As ovulation approaches, the blood supply to the ovary increases and the ligaments contract, pulling the ovary closer to the Fallopian tube, allowing the egg, once released, to find its way into the tube. Just before ovulation, a woman’s cervix secretes an abundance of clear “fertile mucous” which is characteristically stretchy. Fertile mucous helps facilitate the sperm’s movement toward the egg.

Inside the Fallopian tube, the egg is carried along by tiny, hairlike projections, called “cilia” toward the uterus. Fertilization occurs if sperm are present as the live egg reaches the uterus.

Uterine Changes

Between midcycle and menstruation, the follicle from which the egg burst becomes the corpus luteum (yellow body). As it heals, it produces the hormones estrogen and, in larger amounts, progesterone which is necessary for the maintenance of a pregnancy. Within a few days, if the uterus is not pregnant, the follicle turns white and is called the corpus albicans.

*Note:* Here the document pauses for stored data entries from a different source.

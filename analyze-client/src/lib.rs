#![deny(clippy::unwrap_used, clippy::expect_used)]

pub use api::AnalyzeBackend;
pub use api::AnalyzeResponse;
pub use api::Error;
pub use api::PageRef;
pub use api::Result;

mod api;

#[cfg(feature = "mock")]
mod mock;

#[cfg(feature = "online")]
mod http;

#[cfg(feature = "mock")]
pub use mock::MockClient;

#[cfg(feature = "online")]
pub use http::HttpClient;
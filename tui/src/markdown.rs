use quarry_analyze_client::PageRef;
use quarry_core::Block;
use quarry_core::ConversationSession;
use quarry_core::Document;
use quarry_core::MessageContent;
use ratatui::style::Stylize;
use ratatui::text::Line;

/// Flattens a segmented answer into styled lines: section titles in magenta
/// (the first one bold), code blocks in cyan with a dim language tag, plain
/// paragraphs untouched.
pub fn document_lines(document: &Document) -> Vec<Line<'static>> {
    let mut lines = Vec::new();
    for (idx, section) in document.sections.iter().enumerate() {
        if !section.title.is_empty() {
            let title = section.title.clone();
            if idx == 0 {
                lines.push(Line::from(title.magenta().bold()));
            } else {
                lines.push(Line::from(title.magenta()));
            }
        }
        for block in &section.blocks {
            match block {
                Block::Paragraph(text) => lines.push(Line::from(text.clone())),
                Block::Code { language, body } => {
                    if !language.is_empty() {
                        lines.push(Line::from(language.clone().dim()));
                    }
                    for code_line in body.lines() {
                        lines.push(Line::from(code_line.to_string().cyan()));
                    }
                }
            }
        }
        lines.push(Line::from(""));
    }
    lines
}

pub fn central_pages_lines(pages: &[PageRef]) -> Vec<Line<'static>> {
    if pages.is_empty() {
        return Vec::new();
    }
    let mut lines = vec![Line::from("Most Central Pages:".bold())];
    for page in pages {
        lines.push(Line::from(vec![
            "  • ".into(),
            page.title.clone().cyan(),
            "  ".into(),
            page.url.clone().dim(),
        ]));
    }
    lines
}

/// The whole conversation, oldest first, with a speaker label per message and
/// a blank separator line after each one.
pub fn transcript_lines(session: &ConversationSession) -> Vec<Line<'static>> {
    let mut lines = Vec::new();
    for message in session.messages() {
        match &message.content {
            MessageContent::UserText(text) => {
                lines.push(Line::from("You:".cyan().bold()));
                for text_line in text.lines() {
                    lines.push(Line::from(text_line.to_string()));
                }
            }
            MessageContent::AssistantAnswer {
                document,
                central_pages,
            } => {
                lines.push(Line::from("LLM:".magenta().bold()));
                lines.extend(document_lines(document));
                lines.extend(central_pages_lines(central_pages));
            }
        }
        lines.push(Line::from(""));
    }
    lines
}

#[cfg(test)]
mod tests {
    #![allow(clippy::unwrap_used)]

    use super::*;
    use pretty_assertions::assert_eq;
    use quarry_analyze_client::AnalyzeResponse;
    use quarry_core::Section;

    #[test]
    fn titles_paragraphs_and_code_each_get_their_style() {
        let document = Document {
            sections: vec![
                Section {
                    title: "Answer".to_string(),
                    blocks: vec![Block::Paragraph("plain text".to_string())],
                },
                Section {
                    title: "Example".to_string(),
                    blocks: vec![Block::Code {
                        language: "python".to_string(),
                        body: "print(1)\nprint(2)".to_string(),
                    }],
                },
            ],
        };

        let expected = vec![
            Line::from("Answer".to_string().magenta().bold()),
            Line::from("plain text"),
            Line::from(""),
            Line::from("Example".to_string().magenta()),
            Line::from("python".to_string().dim()),
            Line::from("print(1)".to_string().cyan()),
            Line::from("print(2)".to_string().cyan()),
            Line::from(""),
        ];
        assert_eq!(document_lines(&document), expected);
    }

    #[test]
    fn untitled_sections_and_untagged_code_render_without_extra_lines() {
        let document = Document {
            sections: vec![Section {
                title: String::new(),
                blocks: vec![Block::Code {
                    language: String::new(),
                    body: "x = 1".to_string(),
                }],
            }],
        };

        let expected = vec![Line::from("x = 1".to_string().cyan()), Line::from("")];
        assert_eq!(document_lines(&document), expected);
    }

    #[test]
    fn central_pages_render_as_a_bulleted_list() {
        assert_eq!(central_pages_lines(&[]), Vec::<Line>::new());

        let pages = vec![PageRef {
            title: "Rust".to_string(),
            url: "https://en.wikipedia.org/wiki/Rust".to_string(),
        }];
        let expected = vec![
            Line::from("Most Central Pages:".bold()),
            Line::from(vec![
                "  • ".into(),
                "Rust".to_string().cyan(),
                "  ".into(),
                "https://en.wikipedia.org/wiki/Rust".to_string().dim(),
            ]),
        ];
        assert_eq!(central_pages_lines(&pages), expected);
    }

    #[test]
    fn transcript_labels_each_speaker() {
        let mut session = ConversationSession::new();
        let pending = session.begin("why is the sky blue?").unwrap();
        session.resolve(
            pending,
            Ok(AnalyzeResponse {
                summary: "## Scattering\nShort wavelengths scatter more.".to_string(),
                central_pages: Vec::new(),
            }),
        );

        let lines = transcript_lines(&session);
        assert_eq!(lines[0], Line::from("You:".cyan().bold()));
        assert_eq!(lines[1], Line::from("why is the sky blue?"));
        assert_eq!(lines[2], Line::from(""));
        assert_eq!(lines[3], Line::from("LLM:".magenta().bold()));
        assert_eq!(
            lines[4],
            Line::from("Scattering".to_string().magenta().bold())
        );
        assert_eq!(lines[5], Line::from("Short wavelengths scatter more."));
    }
}
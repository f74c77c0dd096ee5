use csv::Writer;
use rust_xlsxwriter::{Format, Workbook};

use crate::error::{AppError, AppResult};
use crate::report::MemberTotal;
use crate::store::MEMBER_COLUMNS;

const TOTAL_COLUMN: &str = "Total Paid";

/// Flatten one member row into export cells, in `MEMBER_COLUMNS` order
/// followed by the total paid
fn member_record(row: &MemberTotal) -> [String; 12] {
    let m = &row.member;
    [
        m.id.to_string(),
        m.full_name.clone(),
        m.initial.clone(),
        m.father_name.clone(),
        m.city.to_string(),
        m.uae_address.clone(),
        m.home_address.clone(),
        m.contact_number.clone(),
        m.other_contacts.clone(),
        m.email.clone(),
        m.remarks.clone(),
        row.total_paid.to_string(),
    ]
}

/// Members table with a trailing `Total Paid` column, as CSV
///
/// Quoting of commas, quotes and newlines inside fields is left to the `csv`
/// writer.
///
/// # Arguments
/// * `rows` - Members with their summed payments, in the order to export
///
/// # Returns
/// * `AppResult<String>` - CSV text including the header row
///
/// # Errors
/// * `AppError::Export` if the writer fails
pub fn members_csv(rows: &[MemberTotal]) -> AppResult<String> {
    let mut wtr = Writer::from_writer(Vec::new());

    let mut header: Vec<&str> = MEMBER_COLUMNS.to_vec();
    header.push(TOTAL_COLUMN);
    wtr.write_record(&header).map_err(export_error)?;

    for row in rows {
        wtr.write_record(member_record(row)).map_err(export_error)?;
    }

    let bytes = wtr.into_inner().map_err(export_error)?;
    String::from_utf8(bytes).map_err(export_error)
}

/// Same content as [`members_csv`] as a one-sheet workbook
///
/// The header row is bold. `MemberID` and `Total Paid` are written as
/// numbers, everything else as text.
///
/// # Arguments
/// * `rows` - Members with their summed payments, in the order to export
///
/// # Returns
/// * `AppResult<Vec<u8>>` - XLSX file content as bytes
///
/// # Errors
/// * `AppError::Export` if the workbook cannot be built
pub fn members_xlsx(rows: &[MemberTotal]) -> AppResult<Vec<u8>> {
    let mut workbook = Workbook::new();
    let worksheet = workbook.add_worksheet();
    worksheet.set_name("Members").map_err(export_error)?;

    let bold = Format::new().set_bold();
    for (c, name) in MEMBER_COLUMNS.iter().chain([TOTAL_COLUMN].iter()).enumerate() {
        worksheet
            .write_string_with_format(0, c as u16, *name, &bold)
            .map_err(export_error)?;
    }

    for (r, row) in rows.iter().enumerate() {
        let r = r as u32 + 1;
        let record = member_record(row);
        worksheet.write_number(r, 0, row.member.id as f64).map_err(export_error)?;
        for (c, value) in record.iter().enumerate().take(11).skip(1) {
            worksheet.write_string(r, c as u16, value.as_str()).map_err(export_error)?;
        }
        worksheet.write_number(r, 11, row.total_paid).map_err(export_error)?;
    }

    workbook.save_to_buffer().map_err(export_error)
}

fn export_error(e: impl ToString) -> AppError {
    AppError::Export(e.to_string())
}

#[cfg(test)]
mod tests {
    use super::*;
    use crate::models::{City, NewMember};

    fn row(id: u32, name: &str, total: f64) -> MemberTotal {
        let mut member = NewMember::new(name, City::Ajman).into_member(id);
        member.other_contacts = "Uncle: 050 1\nAunt, 050 2".to_string();
        MemberTotal {
            member,
            total_paid: total,
        }
    }

    #[test]
    fn csv_has_header_and_total_column() {
        let csv = members_csv(&[row(1, "Ali Khan", 80.0), row(2, "Sara \"S\" Noor", 0.0)]).unwrap();

        let mut reader = csv::Reader::from_reader(csv.as_bytes());
        let headers = reader.headers().unwrap().clone();
        assert_eq!(headers.len(), 12);
        assert_eq!(&headers[0], "MemberID");
        assert_eq!(&headers[11], "Total Paid");

        let records: Vec<csv::StringRecord> = reader.records().map(|r| r.unwrap()).collect();
        assert_eq!(records.len(), 2);
        assert_eq!(&records[0][11], "80");
        assert_eq!(&records[0][8], "Uncle: 050 1\nAunt, 050 2");
        assert_eq!(&records[1][1], "Sara \"S\" Noor");
    }

    #[test]
    fn csv_for_no_members_is_header_only() {
        let csv = members_csv(&[]).unwrap();
        assert_eq!(csv.lines().count(), 1);
    }

    #[test]
    fn xlsx_export_is_a_zip_container() {
        let bytes = members_xlsx(&[row(1, "Ali Khan", 10.0)]).unwrap();
        assert!(bytes.starts_with(b"PK"));
    }
}
#![allow(dead_code)]
use chrono::NaiveDate;
use membership::{City, NewMember, NewPayment, XlsxStore};
use std::path::PathBuf;
use tempfile::TempDir;

/// Scratch workbook path inside a fresh temp dir; the file itself does not exist yet
pub fn scratch_store() -> (TempDir, PathBuf, XlsxStore) {
    let dir = tempfile::tempdir().expect("create temp dir");
    let path = dir.path().join("data").join("members.xlsx");
    let store = XlsxStore::new(&path);
    (dir, path, store)
}

pub fn member(name: &str, city: City) -> NewMember {
    let mut member = NewMember::new(name, city);
    member.contact_number = "+971500000000".to_string();
    member.other_contacts = "Brother: 0501111111, Father: 0502222222".to_string();
    member
}

pub fn payment(amount: f64, months: &str) -> NewPayment {
    NewPayment {
        payment_date: NaiveDate::from_ymd_opt(2025, 1, 20).expect("valid date"),
        paid_months: months.to_string(),
        amount,
        remarks: String::new(),
    }
}
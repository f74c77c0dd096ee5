//! Aggregate views over the Members and Payments tables.
//!
//! All functions are pure: callers load the tables once and pass them in.

use serde::Serialize;
use std::collections::{BTreeMap, HashMap};

use crate::ledger;
use crate::models::{City, Member, Payment, Tables};

/// Headline figures shown at the top of the dashboard
#[derive(Debug, Clone, PartialEq, Serialize)]
pub struct Summary {
    pub total_members: usize,
    pub total_payments: usize,
    pub total_revenue: f64,
}

/// A member together with everything they have paid so far
#[derive(Debug, Clone, PartialEq, Serialize)]
pub struct MemberTotal {
    #[serde(flatten)]
    pub member: Member,
    pub total_paid: f64,
}

pub fn summary(tables: &Tables) -> Summary {
    Summary {
        total_members: tables.members.len(),
        total_payments: tables.payments.len(),
        total_revenue: tables.payments.iter().map(|p| p.amount).sum(),
    }
}

/// Revenue per city
///
/// Payments are joined to members on id; a payment whose member does not
/// exist is left out.
pub fn totals_by_city(members: &[Member], payments: &[Payment]) -> BTreeMap<City, f64> {
    let city_of: HashMap<u32, City> = members.iter().map(|m| (m.id, m.city)).collect();

    let mut totals = BTreeMap::new();
    for payment in payments {
        if let Some(city) = city_of.get(&payment.member_id) {
            *totals.entry(*city).or_insert(0.0) += payment.amount;
        }
    }
    totals
}

/// Revenue per paid month, keyed by "YYYY-MM" and sorted
///
/// A payment covering several months adds its whole amount to each of them.
pub fn totals_by_month(payments: &[Payment]) -> BTreeMap<String, f64> {
    let mut totals = BTreeMap::new();
    for payment in payments {
        for month in payment.months() {
            *totals.entry(month.to_string()).or_insert(0.0) += payment.amount;
        }
    }
    totals
}

/// Every member with their total paid, in member order
pub fn member_totals(members: &[Member], payments: &[Payment]) -> Vec<MemberTotal> {
    members
        .iter()
        .map(|m| MemberTotal {
            member: m.clone(),
            total_paid: ledger::total_for(payments, m.id),
        })
        .collect()
}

Progesterone causes the surface of the uterine lining, the endometrium, to become covered with mucous, secreted from glands within the lining itself. If fertilization and implantation do not occur, the spiral arteries of the lining close off, stopping blood flow to the surface of the lining. The blood pools into “venous lakes” which, once full, burst and, with the endometrial lining, form the menstrual flow. Most periods last 4 to 8 days but this length varies over the course of a lifetime.

Endocrinology 102:

Hormone binding:

Hormones traveling in the bloodstream are either bound to proteins or unbound (free). Binding proteins act as a reservoir so that as the free hormone moves into cells, the proteins release some hormone and the amount of free hormone does not appreciably change. Estrogen, progesterone and testosterone are mostly bound by Sex Hormone Binding Globulin (SHBG). Thyroid hormone is bound by Thyroid Binding Globulin (TBG). Albumin, which is a large protein in the blood, also binds to hormones but not nearly as much as the others mentioned.